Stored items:
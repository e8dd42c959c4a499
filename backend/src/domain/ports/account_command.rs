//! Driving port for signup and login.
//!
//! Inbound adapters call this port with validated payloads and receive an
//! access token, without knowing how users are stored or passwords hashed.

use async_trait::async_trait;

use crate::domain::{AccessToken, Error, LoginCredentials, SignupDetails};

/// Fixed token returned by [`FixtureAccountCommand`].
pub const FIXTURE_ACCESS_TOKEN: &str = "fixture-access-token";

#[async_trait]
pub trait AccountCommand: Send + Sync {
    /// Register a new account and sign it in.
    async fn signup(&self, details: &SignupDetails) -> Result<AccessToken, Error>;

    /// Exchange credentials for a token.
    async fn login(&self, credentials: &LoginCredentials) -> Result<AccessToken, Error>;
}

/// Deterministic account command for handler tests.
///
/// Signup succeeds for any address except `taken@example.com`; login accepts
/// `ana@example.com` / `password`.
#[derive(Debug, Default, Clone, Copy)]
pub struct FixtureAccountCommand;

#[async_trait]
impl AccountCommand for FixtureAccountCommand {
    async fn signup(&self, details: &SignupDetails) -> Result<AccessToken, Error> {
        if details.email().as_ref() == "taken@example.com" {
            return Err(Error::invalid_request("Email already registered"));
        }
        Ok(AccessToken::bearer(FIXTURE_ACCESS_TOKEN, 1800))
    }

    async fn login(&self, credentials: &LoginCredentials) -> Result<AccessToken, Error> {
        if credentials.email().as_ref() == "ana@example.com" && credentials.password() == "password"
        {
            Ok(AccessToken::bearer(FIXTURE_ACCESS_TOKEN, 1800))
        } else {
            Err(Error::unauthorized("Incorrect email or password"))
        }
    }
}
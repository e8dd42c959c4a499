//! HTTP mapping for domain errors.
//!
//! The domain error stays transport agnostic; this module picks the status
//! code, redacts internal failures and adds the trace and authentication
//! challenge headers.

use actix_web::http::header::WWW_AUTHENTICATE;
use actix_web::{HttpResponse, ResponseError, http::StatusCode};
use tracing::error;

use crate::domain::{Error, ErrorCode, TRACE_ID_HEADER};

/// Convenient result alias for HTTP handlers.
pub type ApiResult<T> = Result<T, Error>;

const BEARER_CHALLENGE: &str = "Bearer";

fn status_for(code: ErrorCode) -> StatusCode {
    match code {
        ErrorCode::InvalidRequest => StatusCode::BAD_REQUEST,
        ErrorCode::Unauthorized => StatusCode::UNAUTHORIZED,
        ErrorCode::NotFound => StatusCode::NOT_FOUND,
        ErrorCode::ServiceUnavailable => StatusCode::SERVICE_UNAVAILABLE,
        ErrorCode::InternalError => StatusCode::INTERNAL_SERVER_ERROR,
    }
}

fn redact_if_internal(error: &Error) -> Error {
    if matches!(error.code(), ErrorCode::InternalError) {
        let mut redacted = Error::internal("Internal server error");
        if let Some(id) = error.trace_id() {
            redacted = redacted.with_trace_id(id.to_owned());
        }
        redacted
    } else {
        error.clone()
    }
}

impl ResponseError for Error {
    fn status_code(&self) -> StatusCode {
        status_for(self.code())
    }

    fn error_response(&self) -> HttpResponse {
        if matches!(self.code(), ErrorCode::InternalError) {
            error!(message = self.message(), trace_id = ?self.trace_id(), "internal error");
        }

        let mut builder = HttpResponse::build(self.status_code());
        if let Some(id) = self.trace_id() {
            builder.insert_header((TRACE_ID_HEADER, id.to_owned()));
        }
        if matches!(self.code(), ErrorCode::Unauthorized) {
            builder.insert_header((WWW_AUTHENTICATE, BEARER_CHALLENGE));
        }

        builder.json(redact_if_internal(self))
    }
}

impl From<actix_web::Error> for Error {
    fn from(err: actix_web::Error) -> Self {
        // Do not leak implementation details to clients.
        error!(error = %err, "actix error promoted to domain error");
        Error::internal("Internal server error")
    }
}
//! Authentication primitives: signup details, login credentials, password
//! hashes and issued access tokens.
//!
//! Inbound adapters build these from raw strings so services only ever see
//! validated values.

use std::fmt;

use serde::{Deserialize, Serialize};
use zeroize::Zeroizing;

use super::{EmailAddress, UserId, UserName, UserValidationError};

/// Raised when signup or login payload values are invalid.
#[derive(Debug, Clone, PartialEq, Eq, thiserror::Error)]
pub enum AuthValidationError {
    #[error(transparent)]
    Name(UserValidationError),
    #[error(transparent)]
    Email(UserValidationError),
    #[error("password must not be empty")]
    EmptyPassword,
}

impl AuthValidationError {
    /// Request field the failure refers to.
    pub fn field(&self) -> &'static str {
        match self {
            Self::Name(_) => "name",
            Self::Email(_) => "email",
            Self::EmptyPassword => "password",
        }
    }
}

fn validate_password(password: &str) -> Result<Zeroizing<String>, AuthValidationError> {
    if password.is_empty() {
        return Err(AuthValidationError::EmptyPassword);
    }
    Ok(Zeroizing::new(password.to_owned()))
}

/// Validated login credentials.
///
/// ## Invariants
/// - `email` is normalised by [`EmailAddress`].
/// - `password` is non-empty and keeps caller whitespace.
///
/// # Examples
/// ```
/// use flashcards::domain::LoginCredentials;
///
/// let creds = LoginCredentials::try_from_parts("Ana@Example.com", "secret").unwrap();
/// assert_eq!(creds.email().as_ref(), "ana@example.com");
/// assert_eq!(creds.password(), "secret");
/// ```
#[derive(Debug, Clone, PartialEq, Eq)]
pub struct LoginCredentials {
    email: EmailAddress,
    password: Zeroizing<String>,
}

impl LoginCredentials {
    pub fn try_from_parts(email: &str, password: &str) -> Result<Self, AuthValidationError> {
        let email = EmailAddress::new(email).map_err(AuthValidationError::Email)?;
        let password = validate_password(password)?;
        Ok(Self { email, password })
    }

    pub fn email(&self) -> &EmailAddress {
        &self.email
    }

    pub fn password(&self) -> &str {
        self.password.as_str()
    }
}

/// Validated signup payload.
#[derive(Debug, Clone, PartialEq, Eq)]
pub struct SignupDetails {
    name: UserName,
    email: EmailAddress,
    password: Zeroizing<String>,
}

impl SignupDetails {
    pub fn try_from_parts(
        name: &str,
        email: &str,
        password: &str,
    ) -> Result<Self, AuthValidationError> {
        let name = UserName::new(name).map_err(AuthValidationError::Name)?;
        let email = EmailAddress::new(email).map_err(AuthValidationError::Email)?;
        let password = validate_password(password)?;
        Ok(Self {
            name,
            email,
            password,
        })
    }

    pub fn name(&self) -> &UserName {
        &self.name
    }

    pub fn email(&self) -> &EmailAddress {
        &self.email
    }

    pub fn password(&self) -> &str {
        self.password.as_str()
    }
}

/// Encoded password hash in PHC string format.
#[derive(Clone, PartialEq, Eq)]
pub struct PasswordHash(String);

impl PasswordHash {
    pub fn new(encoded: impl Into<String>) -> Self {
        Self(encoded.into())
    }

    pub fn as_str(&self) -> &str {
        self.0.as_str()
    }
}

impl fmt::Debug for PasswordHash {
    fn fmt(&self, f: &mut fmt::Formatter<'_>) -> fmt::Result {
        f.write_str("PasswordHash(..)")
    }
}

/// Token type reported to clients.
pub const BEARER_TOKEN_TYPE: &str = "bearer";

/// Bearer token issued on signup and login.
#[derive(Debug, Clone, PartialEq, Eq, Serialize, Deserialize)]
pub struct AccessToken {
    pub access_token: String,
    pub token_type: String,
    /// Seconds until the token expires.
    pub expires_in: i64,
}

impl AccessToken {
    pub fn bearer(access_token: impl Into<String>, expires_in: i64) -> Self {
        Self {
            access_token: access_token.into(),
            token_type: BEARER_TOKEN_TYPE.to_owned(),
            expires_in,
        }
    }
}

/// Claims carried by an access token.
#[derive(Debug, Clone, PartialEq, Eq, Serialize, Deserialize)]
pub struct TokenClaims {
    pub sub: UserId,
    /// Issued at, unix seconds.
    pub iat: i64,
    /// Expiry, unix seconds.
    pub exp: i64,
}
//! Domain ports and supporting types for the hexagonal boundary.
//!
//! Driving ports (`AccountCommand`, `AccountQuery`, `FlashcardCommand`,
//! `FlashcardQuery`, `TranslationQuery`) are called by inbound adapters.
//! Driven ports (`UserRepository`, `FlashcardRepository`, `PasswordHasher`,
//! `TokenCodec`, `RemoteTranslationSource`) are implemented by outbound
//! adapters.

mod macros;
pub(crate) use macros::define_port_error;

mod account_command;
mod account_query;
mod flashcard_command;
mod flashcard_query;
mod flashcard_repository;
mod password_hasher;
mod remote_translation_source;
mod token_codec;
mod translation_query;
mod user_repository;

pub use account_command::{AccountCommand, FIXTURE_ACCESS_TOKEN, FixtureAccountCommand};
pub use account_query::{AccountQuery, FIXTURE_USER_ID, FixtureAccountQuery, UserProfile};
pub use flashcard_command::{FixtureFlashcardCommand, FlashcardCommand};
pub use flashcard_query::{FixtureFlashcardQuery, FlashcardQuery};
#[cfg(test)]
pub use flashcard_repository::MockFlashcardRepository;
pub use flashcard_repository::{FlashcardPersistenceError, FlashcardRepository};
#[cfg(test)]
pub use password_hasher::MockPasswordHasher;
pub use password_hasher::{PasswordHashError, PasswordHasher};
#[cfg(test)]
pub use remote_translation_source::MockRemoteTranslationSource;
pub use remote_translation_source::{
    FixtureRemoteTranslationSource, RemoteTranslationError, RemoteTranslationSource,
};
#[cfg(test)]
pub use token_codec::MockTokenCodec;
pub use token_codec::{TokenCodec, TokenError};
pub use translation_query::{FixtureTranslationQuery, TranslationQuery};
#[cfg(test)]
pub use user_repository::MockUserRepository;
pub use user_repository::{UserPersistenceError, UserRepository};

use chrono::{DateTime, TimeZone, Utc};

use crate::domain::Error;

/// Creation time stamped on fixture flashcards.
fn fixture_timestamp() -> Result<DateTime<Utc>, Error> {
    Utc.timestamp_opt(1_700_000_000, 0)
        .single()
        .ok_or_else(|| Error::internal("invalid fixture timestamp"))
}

--

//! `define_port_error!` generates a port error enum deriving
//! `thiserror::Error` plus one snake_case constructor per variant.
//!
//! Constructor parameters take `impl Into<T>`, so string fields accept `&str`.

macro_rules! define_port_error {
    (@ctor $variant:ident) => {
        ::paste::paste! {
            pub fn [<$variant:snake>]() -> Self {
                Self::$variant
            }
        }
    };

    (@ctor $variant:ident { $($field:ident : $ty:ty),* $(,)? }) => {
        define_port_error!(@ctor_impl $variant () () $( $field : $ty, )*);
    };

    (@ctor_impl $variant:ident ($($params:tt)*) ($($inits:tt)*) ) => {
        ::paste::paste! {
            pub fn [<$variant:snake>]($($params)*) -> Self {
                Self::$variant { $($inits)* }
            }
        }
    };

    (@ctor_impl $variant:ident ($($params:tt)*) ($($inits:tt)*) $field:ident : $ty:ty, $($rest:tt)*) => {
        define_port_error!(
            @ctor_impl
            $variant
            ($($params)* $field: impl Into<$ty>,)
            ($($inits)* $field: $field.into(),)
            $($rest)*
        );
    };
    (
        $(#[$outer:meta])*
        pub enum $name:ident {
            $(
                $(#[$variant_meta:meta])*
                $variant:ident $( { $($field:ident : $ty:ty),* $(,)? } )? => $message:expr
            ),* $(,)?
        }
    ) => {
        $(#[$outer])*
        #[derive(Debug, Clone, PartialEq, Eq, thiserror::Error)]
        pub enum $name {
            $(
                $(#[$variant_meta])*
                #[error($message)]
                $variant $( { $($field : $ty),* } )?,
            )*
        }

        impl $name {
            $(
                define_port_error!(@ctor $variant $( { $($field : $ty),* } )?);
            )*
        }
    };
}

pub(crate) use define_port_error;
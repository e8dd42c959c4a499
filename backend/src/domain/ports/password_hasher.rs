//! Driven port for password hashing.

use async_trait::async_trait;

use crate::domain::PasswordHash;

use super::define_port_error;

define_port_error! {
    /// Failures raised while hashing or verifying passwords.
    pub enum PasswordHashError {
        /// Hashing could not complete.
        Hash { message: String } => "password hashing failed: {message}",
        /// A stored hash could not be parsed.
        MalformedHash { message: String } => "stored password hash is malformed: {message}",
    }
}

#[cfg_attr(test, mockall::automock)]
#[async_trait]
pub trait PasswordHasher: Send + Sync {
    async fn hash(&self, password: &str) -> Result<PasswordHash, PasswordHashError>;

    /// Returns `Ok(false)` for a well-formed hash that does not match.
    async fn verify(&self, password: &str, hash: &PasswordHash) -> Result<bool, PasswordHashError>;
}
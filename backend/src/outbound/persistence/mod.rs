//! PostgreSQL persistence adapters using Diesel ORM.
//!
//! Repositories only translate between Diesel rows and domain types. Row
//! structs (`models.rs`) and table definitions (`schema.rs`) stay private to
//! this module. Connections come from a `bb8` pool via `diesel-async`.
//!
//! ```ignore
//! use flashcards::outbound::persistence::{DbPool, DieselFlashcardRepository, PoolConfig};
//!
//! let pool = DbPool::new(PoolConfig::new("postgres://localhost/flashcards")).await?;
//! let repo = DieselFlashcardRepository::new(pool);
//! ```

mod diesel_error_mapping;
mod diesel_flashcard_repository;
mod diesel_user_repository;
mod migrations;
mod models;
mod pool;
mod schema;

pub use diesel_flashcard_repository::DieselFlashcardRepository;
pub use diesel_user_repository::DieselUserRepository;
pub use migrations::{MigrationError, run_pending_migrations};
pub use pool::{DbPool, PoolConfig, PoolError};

* * *

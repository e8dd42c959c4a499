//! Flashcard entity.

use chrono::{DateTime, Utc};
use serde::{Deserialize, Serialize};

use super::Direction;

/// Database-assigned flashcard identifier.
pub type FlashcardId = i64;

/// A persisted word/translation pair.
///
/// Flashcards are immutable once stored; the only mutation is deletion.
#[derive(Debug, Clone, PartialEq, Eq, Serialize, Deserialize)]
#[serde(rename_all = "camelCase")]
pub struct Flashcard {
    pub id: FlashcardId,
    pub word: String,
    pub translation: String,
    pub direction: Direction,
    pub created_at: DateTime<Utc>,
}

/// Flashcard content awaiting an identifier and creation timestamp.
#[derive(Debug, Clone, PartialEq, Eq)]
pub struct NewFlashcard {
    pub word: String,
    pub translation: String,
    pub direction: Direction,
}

Exercise objective |
Report, for the data above, every line in which the string "ResponseError" appears.

Response box |
use actix_web::{HttpResponse, ResponseError, http::StatusCode};
impl ResponseError for Error {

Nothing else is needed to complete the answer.